The rupee closed at a record low of 53.97 to the US dollar on Monday, hammered by global economic concerns, rising domestic prices and falling expectations on interest rate cuts. A look at what it is and could do.

business Updated: May 16, 2012 00:25 IST
Gaurav Choudhury

The rupee closed at a record low of 53.97 to the US dollar on Monday, hammered by global economic concerns, rising domestic prices and falling expectations on interest rate cuts. A look at what it is and could do.

How does the currency market operate?

Like any other commodity, the exchange rate or price of a currency is determined by the laws of demand and supply. A stronger demand for the currency will push up its price and vice-versa. http://www.hindustantimes.com/Images/Popup/2012/5/16_05-biz5.jpg

What's an exchange rate?
The exchange rate gives price at which currencies of different countries are bought and sold. An exchange rate of Rs. 50 to a dollar simply means that the value of one US dollar is equivalent to Rs. 50.

What does appreciation and depreciation of currency mean?
If a currency is depreciating it implies that its value has fallen in relation to another currency. In the present context, value of the rupee has fallen or depreciated from about Rs. 50 to a dollar to about Rs. 54 in a little over two months.
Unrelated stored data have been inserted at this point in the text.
//! Functions for the symmetric layer cipher.
//!
//! Every onion layer is encrypted with AES-256-CBC under the owning relay's
//! pre-shared static key, with a fresh random IV for every encryption. The
//! mode provides confidentiality only: there is no authentication tag, so
//! corrupted or tampered ciphertext is indistinguishable from an honest
//! message encrypted under a different key.

#![forbid(unsafe_code)]

use std::fmt;
use std::str::FromStr;

use aes::cipher::{block_padding::Pkcs7, BlockDecryptMut, BlockEncryptMut, KeyIvInit};
use rand::{CryptoRng, Rng};
use thiserror::Error;

type Aes256CbcEnc = cbc::Encryptor<aes::Aes256>;
type Aes256CbcDec = cbc::Decryptor<aes::Aes256>;

/// Number of bytes in a `LayerKey`.
pub const KEY_SIZE: usize = 32;

/// Number of bytes in an initialization vector.
pub const IV_SIZE: usize = 16;

/// Initialization vector for one layer encryption.
pub type Iv = [u8; IV_SIZE];

/// Error that can happen when constructing a `LayerKey` from raw bytes.
#[derive(Clone, Debug, Eq, PartialEq, Error)]
#[error("Layer key must be exactly {} bytes: {} bytes", KEY_SIZE, len)]
pub struct InvalidKeyLengthError {
    /// Length of the rejected key material.
    pub len: usize,
}

/// Error that can happen when decrypting a layer. Covers both ciphertext
/// whose length is not a multiple of the cipher block size and ciphertext
/// whose PKCS#7 padding is invalid after decryption.
#[derive(Clone, Debug, Eq, PartialEq, Error)]
#[error("Invalid ciphertext padding")]
pub struct InvalidPaddingError;

/** Pre-shared AES-256 key for exactly one relay's layer.

The directory distributes a key per relay; the sender encrypts that relay's
layer with it and the relay decrypts with the same key. The key is static
for the lifetime of the relay process.

Key material never appears in `Debug` output.
*/
#[derive(Clone, Eq, PartialEq)]
pub struct LayerKey([u8; KEY_SIZE]);

impl LayerKey {
    /// Create a key from a byte slice of exactly `KEY_SIZE` bytes.
    pub fn from_slice(bytes: &[u8]) -> Result<LayerKey, InvalidKeyLengthError> {
        match <[u8; KEY_SIZE]>::try_from(bytes) {
            Ok(key) => Ok(LayerKey(key)),
            Err(_) => Err(InvalidKeyLengthError { len: bytes.len() }),
        }
    }

    /// Raw key bytes.
    pub fn as_bytes(&self) -> &[u8; KEY_SIZE] {
        &self.0
    }
}

impl From<[u8; KEY_SIZE]> for LayerKey {
    fn from(bytes: [u8; KEY_SIZE]) -> LayerKey {
        LayerKey(bytes)
    }
}

impl FromStr for LayerKey {
    type Err = InvalidKeyLengthError;

    /// The directory publishes keys as 32-character strings used as raw
    /// key bytes, so the string must be exactly `KEY_SIZE` bytes long.
    fn from_str(s: &str) -> Result<LayerKey, InvalidKeyLengthError> {
        LayerKey::from_slice(s.as_bytes())
    }
}

impl fmt::Debug for LayerKey {
    fn fmt(&self, f: &mut fmt::Formatter) -> fmt::Result {
        write!(f, "LayerKey(****)")
    }
}

/// Generate a fresh random IV from a cryptographically secure source.
pub fn gen_iv<R: Rng + CryptoRng>(rng: &mut R) -> Iv {
    rng.gen()
}

/** Encrypt one onion layer.

The plaintext is padded with PKCS#7, so the ciphertext length is always a
multiple of the cipher block size.
*/
pub fn encrypt_layer(key: &LayerKey, iv: &Iv, plaintext: &[u8]) -> Vec<u8> {
    Aes256CbcEnc::new((&key.0).into(), iv.into()).encrypt_padded_vec_mut::<Pkcs7>(plaintext)
}

/** Decrypt one onion layer.

Returns `InvalidPaddingError` when the ciphertext length is not a multiple
of the cipher block size or the padding is invalid after decryption. A
wrong key usually fails this way, but without an integrity check it can
also decrypt to garbage without error; callers must validate the result.
*/
pub fn decrypt_layer(key: &LayerKey, iv: &Iv, ciphertext: &[u8]) -> Result<Vec<u8>, InvalidPaddingError> {
    Aes256CbcDec::new((&key.0).into(), iv.into())
        .decrypt_padded_vec_mut::<Pkcs7>(ciphertext)
        .map_err(|_| InvalidPaddingError)
}
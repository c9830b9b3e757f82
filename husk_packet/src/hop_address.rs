/*! Addressing info one relay learns about its successor.
*/

use std::fmt;

use serde::{Deserialize, Serialize};

/** Host and port of the next relay in a circuit.

This is the only routing information a relay ever recovers: the address of
its immediate successor. It never learns any hop beyond that, and it never
learns its own position in the circuit.

The host stays a string because the directory may publish host names as
well as IP addresses; resolution happens when the outbound connection is
opened.
*/
#[derive(Clone, Debug, Eq, PartialEq, Serialize, Deserialize)]
pub struct HopAddress {
    /// Host name or IP address of the relay.
    pub host: String,
    /// TCP port the relay listens on.
    pub port: u16,
}

impl fmt::Display for HopAddress {
    fn fmt(&self, f: &mut fmt::Formatter) -> fmt::Result {
        write!(f, "{}:{}", self.host, self.port)
    }
}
Why does the exchange rate fluctuate every day?
Banks, corporations, brokers, individuals and governments buy and sell currencies every day. That explains the daily fluctuations in the currency prices according to the changing demand and supply situation.

Why is the rupee falling?
Foreign institutional investors (FIIs) are cashing out and diving into safer investment bets such as US government bonds due to policy uncertainties such as General Anti-Avoidance Rule (GAAR).

This is making dollars scarce and reducing demand for rupees. The spurt in crude oil prices has also pushed up demand for dollars for the import of crude oil.

What's in it for the economy?
A depreciating rupee will make imported goods costlier. So, expect computers, imported mobile phones and gold to become costlier. It will also make crude oil imports costlier, prompt oil companies to hike petrol and diesel prices.

Costlier transport fuel will knock up prices of most goods and stoke inflation. A weak domestic currency affects the current account deficit - the gap between export earnings and import payments.

Should I be worried?
You better be, if you have plans to study and travel abroad. A weaker rupee implies you end up paying more to buy dollars to pay for your fees.

If earlier you were planning to pay Rs. 600,000 (at 50 to a dollar) for a $12,000 course in an overseas university, now the cost will go up to Rs. 648,000 (at 54 to a dollar) even though the fee in dollar terms remains unchanged. So, your study loans might go up.

Does foreign travel get affected?

If you are planning an overseas vacation, you better set aside more money. A weaker rupee implies you end up paying more to buy dollars to pay for your air tickets, hotel tariffs, shopping and other expenses. http://www.hindustantimes.com/Images/Popup/2012/5/16_05-biz6.jpg

A hotel room that costs Rs. 10,000 ($200) a night (at 50 to a dollar ) will now cost you Rs. 10,800 (at 54 to a dollar), even though the tariff in dollar terms remains unchanged forcing you to buy more foreign exchange before you head out for the vacation.

How is it going to impact exporters?
If you are an exporter, a weaker rupee would mean your earnings in rupee terms will go up. But slowdown in European Union, India's biggest export market, may force orders to dry out.

Will it affect Indian companies?
The slide in the rupee will hurt profitability of many companies. Companies that borrowed dollars from overseas banks will be the worst hit as repaying loans will become costlier.

Imported raw material such a copper, aluminum and machinery will turn costly and squeeze profit margins. This may prompt companies to raise prices of consumer goods such as cars and televisions.

What policy options are used to stem the rupee's fall?
As the country's central bank, the Reserve Bank of India (RBI) has a responsibility to prevent economy from currency shocks. Central banks world over intervene through buying or selling of currencies through banks.

To prop up a weak rupee, the RBI sells dollars in the market.